▸ **Data provided**:
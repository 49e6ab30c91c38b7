//! The full canonicalization pipeline.

use log::debug;

use crate::automaton::Automaton;
use crate::boxes::BoxCatalogue;
use crate::error::AbddError;
use crate::fold::fold;
use crate::normalize::normalize;
use crate::unfold::unfold;

/// Canonical folded form of `aut`: [`unfold`], then [`normalize`], then
/// [`fold`] with `box_order`.
///
/// The input is left untouched, and the result accepts the same trees. Its
/// states are [renumbered][Automaton::renumbered] from the roots, so
/// canonicalizing it again with the same order returns it unchanged.
pub fn canonicalize(aut: &Automaton, catalogue: &BoxCatalogue, box_order: &[&str], max_var: u32) -> Result<Automaton, AbddError> {
    let unfolded = unfold(aut, catalogue, max_var)?;
    let normalized = normalize(&unfolded, max_var)?;
    let folded = fold(&normalized, catalogue, box_order, max_var)?;
    debug!(
        "canonicalize: {} -> {} -> {} -> {} states",
        aut.num_states(),
        unfolded.num_states(),
        normalized.num_states(),
        folded.num_states()
    );
    Ok(folded.renumbered())
}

▸ **To do**:
From the listing above, give the number of lines in which the word "Automaton" occurs, and nothing else.

▸ **Result below**:
3